(DATA FOR ANALYSIS begins)

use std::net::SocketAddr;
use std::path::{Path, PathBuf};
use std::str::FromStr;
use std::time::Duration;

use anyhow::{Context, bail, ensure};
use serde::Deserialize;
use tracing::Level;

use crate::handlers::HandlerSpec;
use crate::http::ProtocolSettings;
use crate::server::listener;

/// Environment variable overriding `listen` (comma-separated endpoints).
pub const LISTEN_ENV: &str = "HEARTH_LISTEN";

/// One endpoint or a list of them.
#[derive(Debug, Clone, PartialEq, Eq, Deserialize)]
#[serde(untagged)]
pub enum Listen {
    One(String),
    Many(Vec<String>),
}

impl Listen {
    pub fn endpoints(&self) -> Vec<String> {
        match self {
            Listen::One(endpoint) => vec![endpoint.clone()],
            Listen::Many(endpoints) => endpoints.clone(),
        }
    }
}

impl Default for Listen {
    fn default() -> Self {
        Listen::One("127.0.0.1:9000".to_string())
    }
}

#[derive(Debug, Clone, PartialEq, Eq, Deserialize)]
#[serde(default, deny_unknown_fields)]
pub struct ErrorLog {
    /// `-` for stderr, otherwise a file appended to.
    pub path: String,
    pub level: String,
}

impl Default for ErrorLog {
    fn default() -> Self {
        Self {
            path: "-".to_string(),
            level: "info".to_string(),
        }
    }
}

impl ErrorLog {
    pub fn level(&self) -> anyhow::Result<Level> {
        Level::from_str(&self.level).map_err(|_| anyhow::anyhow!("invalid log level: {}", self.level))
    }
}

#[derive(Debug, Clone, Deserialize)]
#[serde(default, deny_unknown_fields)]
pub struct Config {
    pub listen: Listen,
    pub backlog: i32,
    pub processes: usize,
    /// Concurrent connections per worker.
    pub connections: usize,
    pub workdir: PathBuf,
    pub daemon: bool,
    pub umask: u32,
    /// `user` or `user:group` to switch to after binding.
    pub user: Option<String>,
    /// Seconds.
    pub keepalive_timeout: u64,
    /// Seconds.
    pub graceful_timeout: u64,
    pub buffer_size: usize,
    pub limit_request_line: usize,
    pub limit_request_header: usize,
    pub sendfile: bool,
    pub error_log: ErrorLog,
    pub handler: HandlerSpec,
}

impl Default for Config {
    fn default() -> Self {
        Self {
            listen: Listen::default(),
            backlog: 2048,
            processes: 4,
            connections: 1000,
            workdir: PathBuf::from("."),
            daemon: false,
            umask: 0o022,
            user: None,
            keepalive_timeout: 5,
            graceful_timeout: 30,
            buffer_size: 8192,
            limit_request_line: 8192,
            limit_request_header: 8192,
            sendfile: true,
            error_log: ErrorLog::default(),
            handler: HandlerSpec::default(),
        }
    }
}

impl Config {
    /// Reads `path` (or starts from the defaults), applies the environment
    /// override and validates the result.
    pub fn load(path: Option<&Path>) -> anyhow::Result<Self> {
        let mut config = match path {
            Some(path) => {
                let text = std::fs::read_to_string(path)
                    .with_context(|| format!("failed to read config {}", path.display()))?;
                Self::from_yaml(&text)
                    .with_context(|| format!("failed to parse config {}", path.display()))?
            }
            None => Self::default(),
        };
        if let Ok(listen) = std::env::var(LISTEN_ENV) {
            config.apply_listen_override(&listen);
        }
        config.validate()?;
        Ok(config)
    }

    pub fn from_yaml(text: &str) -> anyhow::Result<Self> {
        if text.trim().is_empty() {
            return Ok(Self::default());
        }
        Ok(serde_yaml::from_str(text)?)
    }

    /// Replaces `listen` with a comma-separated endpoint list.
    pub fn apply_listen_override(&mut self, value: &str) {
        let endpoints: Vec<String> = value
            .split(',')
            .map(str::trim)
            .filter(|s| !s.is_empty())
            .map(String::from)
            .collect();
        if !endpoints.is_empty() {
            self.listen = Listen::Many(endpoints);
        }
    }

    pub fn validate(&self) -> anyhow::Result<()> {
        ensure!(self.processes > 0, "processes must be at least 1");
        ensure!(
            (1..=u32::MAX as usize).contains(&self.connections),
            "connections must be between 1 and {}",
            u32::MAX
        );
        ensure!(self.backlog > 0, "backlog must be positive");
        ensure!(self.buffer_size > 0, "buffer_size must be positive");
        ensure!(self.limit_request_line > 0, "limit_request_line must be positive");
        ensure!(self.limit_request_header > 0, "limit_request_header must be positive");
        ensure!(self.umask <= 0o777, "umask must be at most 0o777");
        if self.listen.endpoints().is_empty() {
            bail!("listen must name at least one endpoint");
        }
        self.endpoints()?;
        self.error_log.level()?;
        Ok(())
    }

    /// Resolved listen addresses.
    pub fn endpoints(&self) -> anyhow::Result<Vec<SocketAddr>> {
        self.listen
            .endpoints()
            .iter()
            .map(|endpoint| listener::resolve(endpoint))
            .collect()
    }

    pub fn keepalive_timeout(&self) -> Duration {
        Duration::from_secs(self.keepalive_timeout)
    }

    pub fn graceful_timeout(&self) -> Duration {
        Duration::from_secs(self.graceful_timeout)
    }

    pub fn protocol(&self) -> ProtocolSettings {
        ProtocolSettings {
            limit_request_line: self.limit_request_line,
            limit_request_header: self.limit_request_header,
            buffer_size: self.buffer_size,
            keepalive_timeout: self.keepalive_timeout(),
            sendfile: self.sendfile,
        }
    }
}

(DATA FOR ANALYSIS ends)
(DATA FOR ANALYSIS begins)

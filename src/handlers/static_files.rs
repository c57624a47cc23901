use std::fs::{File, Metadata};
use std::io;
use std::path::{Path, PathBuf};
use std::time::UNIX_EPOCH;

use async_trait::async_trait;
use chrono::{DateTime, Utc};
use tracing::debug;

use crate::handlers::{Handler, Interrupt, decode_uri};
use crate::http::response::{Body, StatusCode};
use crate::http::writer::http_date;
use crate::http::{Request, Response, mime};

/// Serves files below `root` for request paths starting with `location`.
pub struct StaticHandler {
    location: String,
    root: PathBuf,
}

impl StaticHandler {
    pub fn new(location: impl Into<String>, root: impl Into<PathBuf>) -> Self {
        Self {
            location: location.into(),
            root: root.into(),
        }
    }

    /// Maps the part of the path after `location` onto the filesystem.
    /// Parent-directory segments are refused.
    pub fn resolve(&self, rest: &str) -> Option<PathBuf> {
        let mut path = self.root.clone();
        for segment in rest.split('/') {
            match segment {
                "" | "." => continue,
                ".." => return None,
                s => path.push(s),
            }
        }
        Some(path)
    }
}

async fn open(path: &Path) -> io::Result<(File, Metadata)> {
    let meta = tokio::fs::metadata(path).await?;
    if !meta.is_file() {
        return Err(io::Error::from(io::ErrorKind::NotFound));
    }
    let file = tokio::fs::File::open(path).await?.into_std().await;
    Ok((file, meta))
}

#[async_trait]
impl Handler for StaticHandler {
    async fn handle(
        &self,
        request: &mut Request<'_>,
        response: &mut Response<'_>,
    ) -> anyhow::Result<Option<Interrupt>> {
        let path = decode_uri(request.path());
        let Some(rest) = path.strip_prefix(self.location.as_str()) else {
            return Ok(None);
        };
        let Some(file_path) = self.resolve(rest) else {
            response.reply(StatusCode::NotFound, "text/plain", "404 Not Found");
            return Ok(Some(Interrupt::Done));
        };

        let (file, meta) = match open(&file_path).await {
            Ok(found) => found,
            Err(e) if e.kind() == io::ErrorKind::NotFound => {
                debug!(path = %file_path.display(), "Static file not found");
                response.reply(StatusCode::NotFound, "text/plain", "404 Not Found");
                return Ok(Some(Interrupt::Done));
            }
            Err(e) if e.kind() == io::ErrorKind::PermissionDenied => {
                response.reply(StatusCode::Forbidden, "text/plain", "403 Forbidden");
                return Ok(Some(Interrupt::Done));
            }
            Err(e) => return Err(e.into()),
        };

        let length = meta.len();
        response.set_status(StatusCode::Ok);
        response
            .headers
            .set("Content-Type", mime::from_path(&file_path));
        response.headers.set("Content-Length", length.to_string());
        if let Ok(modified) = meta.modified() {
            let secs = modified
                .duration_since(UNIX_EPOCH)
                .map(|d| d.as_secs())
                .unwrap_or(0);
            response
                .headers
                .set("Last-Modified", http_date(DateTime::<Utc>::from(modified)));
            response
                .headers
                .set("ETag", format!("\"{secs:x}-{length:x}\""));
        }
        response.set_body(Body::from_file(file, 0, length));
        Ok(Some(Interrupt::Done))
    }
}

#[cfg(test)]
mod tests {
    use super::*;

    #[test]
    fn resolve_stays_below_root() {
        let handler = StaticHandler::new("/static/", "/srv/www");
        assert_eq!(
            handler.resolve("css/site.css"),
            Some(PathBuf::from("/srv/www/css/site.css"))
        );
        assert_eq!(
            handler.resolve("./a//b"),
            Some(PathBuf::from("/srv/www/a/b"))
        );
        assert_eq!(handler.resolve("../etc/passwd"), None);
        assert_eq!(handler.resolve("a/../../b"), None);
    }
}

(DATA FOR ANALYSIS ends)

§ EXERCISE BRIEF:
Please give only the count of lines above containing "StaticHandler".

§ RESULT OF THIS EXERCISE:
4